Il punto e' che non si riesce a trasformare i successi militari in un
miglioramento della sicurezza. La situazione generale continua a
peggiore, il segno che bisogna cambiare in fretta il modo di gestire
la presenza internazionale in Afghanistan. A partire dal dualismo tra
l'attivita' degli europei e quella degli americani'. Oggi le due
operazioni sono sotto la guida di un generale Usa. E spesso sembra,
come e' accaduto in primavera, che i raid americani distruggano anche
anni di lavoro per conquistare la fiducia della popolazione.
'Il problema e' questo. Il generale Federico Bonato, che ora comanda
le forze Nato a Kabul, e' tornato in Afghanistan dopo cinque anni e ha
verificato che i risultati sulla sicurezza non sono stati raggiunti.
La gente si aspettava un cambiamento di vita che non c'e' stato: il
senso di disillusione aiuta i talebani. Bisogna dare un segno concreto
del miglioramento a tutta la popolazione, facendo capire agli afghani
che le forze occidentali stanno li' per aiutarli.
Tutto il meccanismo della cooperazione e dei programmi umanitari va
gestito in modo diverso, per evitare che si fermi nella capitale e
finisca sotto il controllo di alcuni circoli di potere. E gradualmente
le operazioni americane di combattimento di Enduring Freedom devono
essere sostitute da quelle atlantiche di Isaf, coinvolgendo al massimo
le forze del governo afghano'.
Anche l'Italia pero' ha potenziato il contingente.
Rispettando il tetto fissato dal Parlamento sono stati mandati nuovi
mezzi da combattimento. Sono partite nuove squadriglie di elicotteri
pesanti e armamenti piu' sofisticati. Truppe meno agguerrite sono
state sostituite con commandos, che hanno condotto varie incursioni.

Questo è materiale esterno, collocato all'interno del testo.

#[test]
fn given_sibling_filters_with_cost_hints_when_ordering_then_cheaper_first() {
    let mut tree = NodeTree::new(());
    tree.define(tree.root(), SystematicVariable::existing("x"))
        .unwrap();
    let dear = tree
        .add_child(tree.root(), "dear", cut("dear", "x > 1").with_cost(10.0), ())
        .unwrap();
    let cheap = tree
        .add_child(tree.root(), "cheap", cut("cheap", "x > 2").with_cost(0.5), ())
        .unwrap();
    let namer = ScheduleNamer::default();

    let schedule = Scheduler::new(&tree, &namer)
        .build(&[Region::new("a", dear), Region::new("b", cheap)])
        .unwrap();

    let nodes: Vec<_> = schedule.ordered_actions().map(|a| a.node()).collect();
    assert_eq!(nodes, vec![tree.root(), cheap, dear]);
}

#[test]
fn given_same_inputs_when_building_twice_then_fingerprints_match() {
    let table = jet_table();
    let fixture = jet_tree(&table);
    let first = jet_regions(&fixture);
    let mut second = jet_regions(&fixture);
    second.regions.reverse();

    let a = Scheduler::new(&fixture.tree, &fixture.namer)
        .build(&first.regions)
        .unwrap();
    let b = Scheduler::new(&fixture.tree, &fixture.namer)
        .build(&second.regions)
        .unwrap();

    assert_eq!(a.order(), b.order());
    assert_eq!(a.fingerprint(), b.fingerprint());
    assert_eq!(a.fingerprint().len(), 64);
}

#[test]
fn given_graph_when_ordering_directly_then_matches_schedule_order() {
    let table = jet_table();
    let fixture = jet_tree(&table);
    let regions = jet_regions(&fixture);

    let schedule = Scheduler::new(&fixture.tree, &fixture.namer)
        .build(&regions.regions)
        .unwrap();

    assert_eq!(order(schedule.graph()).unwrap(), schedule.order());
}

// ============================================================
// Build errors
// ============================================================

#[test]
fn given_unknown_systematic_when_building_then_fails_by_default() {
    let table = jet_table();
    let fixture = jet_tree(&table);
    let regions = vec![
        Region::new("sr", fixture.hpt).with_systematic(Systematic::variation("PU_up")),
    ];

    let err = Scheduler::new(&fixture.tree, &fixture.namer)
        .build(&regions)
        .err()
        .unwrap();

    assert!(matches!(
        err,
        ScheduleError::Build(BuildError::UnknownSystematic { ref systematic, .. }) if systematic == "PU_up"
    ));
    assert_eq!(err.kind(), "UnknownSystematicError");
}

Alcuni giornali hanno scritto di un accordo segreto tra il nostro
ministero della Difesa e quello americano, in cui c'impegnamo a essere
piu' 'combattivi' nella zona del confine iraniano.
'Non esistono accordi segreti. I nostri soldati fanno il loro lavoro:
cercano di ostacolare i traffici di armi e i movimenti dei talebani. E
conducono solo interventi mirati, con uso della forza limitato. Non
siamo li' per fare la guerra o per scovare Bin Laden, ma per rendere
sicura la regione di Herat'.
Una nuova definizione della missione in Afghanistan dovrebbe passare
sotto la guida Onu? 'E' la soluzione a cui sta lavorando anche il
ministero degli Esteri. Oggi c'e' una doppia catena di comando, da una
parte la Nato e dall'altra gli Usa, attualmente unita sotto la guida
di un generale statunitense. Ma cosi' non si puo' andare avanti.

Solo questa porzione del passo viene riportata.